The MANIAC: In which Benjamin Labatut displays superior intelligence and superior English prose skills (as compared to me on both counts) while writing in his third language. The last part of the book focused on the breaking of the spirits of Go and chess masters when bested by AI. I know how they feel.

I am not entirely sure how to talk about this book. I guess I will start by saying that though I thoroughly enjoyed the visual and aural spectacle of the movie Oppenheimer, I am on record as not liking the script for the film. There were a few issues for me. One was the entire inclusion of the Florence Pugh storyline. I acknowledge that Florence Pugh has exceptionally fine breasts, and finding a way to include them in any movie is good for box-office, but other than that it weakened the movie. It added bulk (not just time but superfluous subject matter) to an already bloated film. But I digress, my bigger issue, and the one that is relevant to this review, is that in the parts where things were not blowing up I sensed that there was a more interesting human story to be told than the one the Nolan brothers settled on, and I think this book contained it. Of course Oppenheimer has strong name recognition/brand value, and he is an interesting man, but he was not 1/10th as interesting as Johnny von Neumann (who was a part of many of the most notable advances in physics in the 20th century, including being one of the most productive members of the group of physicists at Los Alamos but who is acknowledged only in passing in the film Oppenheimer) and his buddies and special lady friends. And even more important, this book didn't stop with the A-bomb/H-bomb and the guilty feelings of the developers when they realized what they had wrought (that is included of course) but showed how we got to the modern computer/AI from the same bank of mathematics/physics work that gave us nuclear weapons. Labatut focuses in on how we are again justifying progress rather than thinking through the costs of some progress. Specifically, the author wants the reader to realize that like nuclear bombs, AI also has the capacity to destroy our humanity and in fact to destroy humanity writ large.
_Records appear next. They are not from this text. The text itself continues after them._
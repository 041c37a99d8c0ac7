//! Manifest-driven benchmark tasks.
//!
//! A `BenchCase` prepares its input with a pipeline of tools, fans out one
//! `VariantRun` per variant, and folds their records into a `CaseReport`.

use std::path::PathBuf;
use std::sync::Arc;

use chrono::Utc;
use futures::future::BoxFuture;

use crate::bench::manifest::{CaseSpec, Step, StepDefaults};
use crate::bench::report::{CaseReport, Outcome, StepRecord, VariantRecord};
use crate::core::{PhaseContext, PhaseFn, PhasedTask, Resolved};
use crate::{Error, Result};

pub struct BenchCase {
    spec: Arc<CaseSpec>,
    defaults: StepDefaults,
    /// Prepared input shared by the variant runs.
    input: Option<PathBuf>,
    report: CaseReport,
}

impl BenchCase {
    pub fn new(spec: CaseSpec, defaults: StepDefaults) -> Self {
        let report = CaseReport::new(spec.name.clone());
        Self {
            spec: Arc::new(spec),
            defaults,
            input: None,
            report,
        }
    }

    pub fn name(&self) -> &str {
        &self.spec.name
    }

    pub fn report(&self) -> &CaseReport {
        &self.report
    }

    pub fn into_report(self) -> CaseReport {
        self.report
    }

    /// The report for a resolved root. A failed case keeps whatever it
    /// recorded before the failure.
    pub fn report_for(resolved: Resolved) -> CaseReport {
        let failure = resolved.failure().cloned();
        let label = resolved.label.clone();
        let Some(case) = resolved.into_task::<BenchCase>() else {
            let mut report = CaseReport::new(label);
            report.error = Some("resolved task is not a benchmark case".to_string());
            return report;
        };
        let mut report = case.into_report();
        if let Some(failure) = failure {
            report.mark_failed(&failure);
        }
        report
    }

    fn prepare<'a>(&'a mut self, ctx: &'a mut PhaseContext) -> BoxFuture<'a, Result<()>> {
        Box::pin(async move {
            let spec = Arc::clone(&self.spec);
            let mut data: Option<Vec<u8>> = None;

            for step in &spec.prepare {
                if let Some(file) = &step.stdin_file {
                    let bytes = tokio::fs::read(file).await.map_err(|e| {
                        Error::Manifest(format!("cannot read {}: {}", file.display(), e))
                    })?;
                    data = Some(bytes);
                }
                let mut invocation = step.invocation(&self.defaults, "", None)?;
                if let Some(bytes) = data.take() {
                    invocation = invocation.stdin(bytes);
                }
                match ctx.invoke(invocation).await {
                    Ok(result) => {
                        self.report.prepare.push(StepRecord {
                            tool: step.tool.clone(),
                            outcome: Outcome::from_result(&result),
                        });
                        data = Some(result.stdout);
                    }
                    Err(e) => {
                        self.report.prepare.push(StepRecord {
                            tool: step.tool.clone(),
                            outcome: Outcome::from_error(&e),
                        });
                        ctx.warn(format!("preparation stopped at {}", step.tool));
                        return Ok(());
                    }
                }
            }

            let Some(run) = &spec.run else {
                return Ok(());
            };
            let temp = ctx.temp().clone();
            let input = ctx.blocking(move || Ok(temp.file("in", "")?)).await?;
            tokio::fs::write(&input, data.unwrap_or_default()).await?;
            self.input = Some(input.clone());

            let variants = spec.effective_variants();
            ctx.info(format!("prepared, running {} variant(s)", variants.len()));
            for variant in variants {
                ctx.spawn(VariantRun::new(
                    &spec.name,
                    variant,
                    run.clone(),
                    input.clone(),
                    self.defaults,
                ));
            }
            Ok(())
        })
    }

    fn collect<'a>(&'a mut self, ctx: &'a mut PhaseContext) -> BoxFuture<'a, Result<()>> {
        Box::pin(async move {
            let mut records: Vec<VariantRecord> = ctx
                .take_results()
                .into_iter()
                .map(VariantRun::record_for)
                .collect();

            // Children report in completion order; keep the declared order.
            let order = self.spec.effective_variants();
            records.sort_by_key(|r| {
                order
                    .iter()
                    .position(|v| *v == r.variant)
                    .unwrap_or(usize::MAX)
            });
            self.report.variants = records;
            self.report.finished = Utc::now();

            if let Some(input) = self.input.take() {
                if let Err(e) = tokio::fs::remove_file(&input).await {
                    ctx.debug(format!("could not remove {}: {}", input.display(), e));
                }
            }
            ctx.info(self.report.summary());
            Ok(())
        })
    }
}

impl PhasedTask for BenchCase {
    const PHASES: &'static [PhaseFn<Self>] = &[BenchCase::prepare, BenchCase::collect];

    fn label(&self) -> String {
        self.spec.name.clone()
    }
}

/// One run of a case's `run` step with a particular variant.
pub struct VariantRun {
    case: String,
    variant: String,
    step: Step,
    input: PathBuf,
    defaults: StepDefaults,
    outcome: Option<Outcome>,
}

impl VariantRun {
    pub fn new(
        case: &str,
        variant: String,
        step: Step,
        input: PathBuf,
        defaults: StepDefaults,
    ) -> Self {
        Self {
            case: case.to_string(),
            variant,
            step,
            input,
            defaults,
            outcome: None,
        }
    }

    pub fn variant(&self) -> &str {
        &self.variant
    }

    pub fn outcome(&self) -> Option<&Outcome> {
        self.outcome.as_ref()
    }

    /// Turn a resolved child into its record. Failed runs become `error`
    /// records so the case report always lists every variant.
    pub fn record_for(resolved: Resolved) -> VariantRecord {
        let variant = resolved
            .task::<VariantRun>()
            .map(|run| run.variant.clone())
            .unwrap_or_else(|| resolved.label.clone());
        let outcome = match (resolved.failure(), resolved.task::<VariantRun>()) {
            (Some(failure), _) => Outcome::Error {
                message: failure.message.clone(),
            },
            (None, Some(VariantRun {
                outcome: Some(outcome),
                ..
            })) => outcome.clone(),
            (None, _) => Outcome::Error {
                message: "variant produced no outcome".to_string(),
            },
        };
        VariantRecord { variant, outcome }
    }

    fn run<'a>(&'a mut self, ctx: &'a mut PhaseContext) -> BoxFuture<'a, Result<()>> {
        Box::pin(async move {
            let mut invocation =
                self.step
                    .invocation(&self.defaults, &self.variant, Some(&self.input))?;
            if !self.step.takes_input_arg() {
                invocation = invocation.stdin(tokio::fs::read(&self.input).await?);
            }
            let outcome = match ctx.invoke(invocation).await {
                Ok(result) => Outcome::from_result(&result),
                Err(e) => Outcome::from_error(&e),
            };
            ctx.debug(format!("{}", outcome.status()));
            self.outcome = Some(outcome);
            Ok(())
        })
    }
}

impl PhasedTask for VariantRun {
    const PHASES: &'static [PhaseFn<Self>] = &[VariantRun::run];

    fn label(&self) -> String {
        if self.variant.is_empty() {
            format!("{} run", self.case)
        } else {
            format!("{} [{}]", self.case, self.variant)
        }
    }
}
Von Neumann's story is only one of three in The MANIAC, but it is the one that owns the most real estate by far, and when someone makes this into a movie it should focus on that story. The first section of the book relates the agonizing tale of Paul Ehrenfest, an Austrian physicist who was destroyed by quantum mechanics (truly.) Ehrenfest went mad as he tried to make sense of QM in a way that made it rational and beneficial to humankind. He was unable to find a silver lining, was rendered unable to work, and came to the most tragic of ends. The last section shows us basically how AI makes humans obsolete, (illustrated by the contest between, arguably, the greatest Go player in history and AlphaGO, the go-conquering AI steamroller.) The first and third sections make for excellent reading, though the third section is less developed than it should be (but also this is tied up with the work I do, and it might be more than enough for an audience that doesn't wrestle with this sort of thing before breakfast most days.) That second section though -- that blew me away. The story is told by a host of narrators (I listened to this, and the audiobook cast was remarkable.) The narrators are all intimately tied to Johnny. Perhaps my favorite part was the section on von Neumann's invention of game theory (as told by the co-creator Oskar Morgenstern) but a close second was the portion narrated by his second wife (trust that they are the most toxic couple one can possibly imagine, and their destruction of one another and of themselves is as riveting as it is tragic.) I am not sure if the first and third sections were strictly necessary, but I do understand what Labatut wanted to say, and those sections help him say that.

The MANIAC is historical fiction, a genre I often find turgid and lumbering but which when done right is wonderful and shows us how fiction can do what straightforward historical reporting cannot. Here it is not just done right, it is incandescent.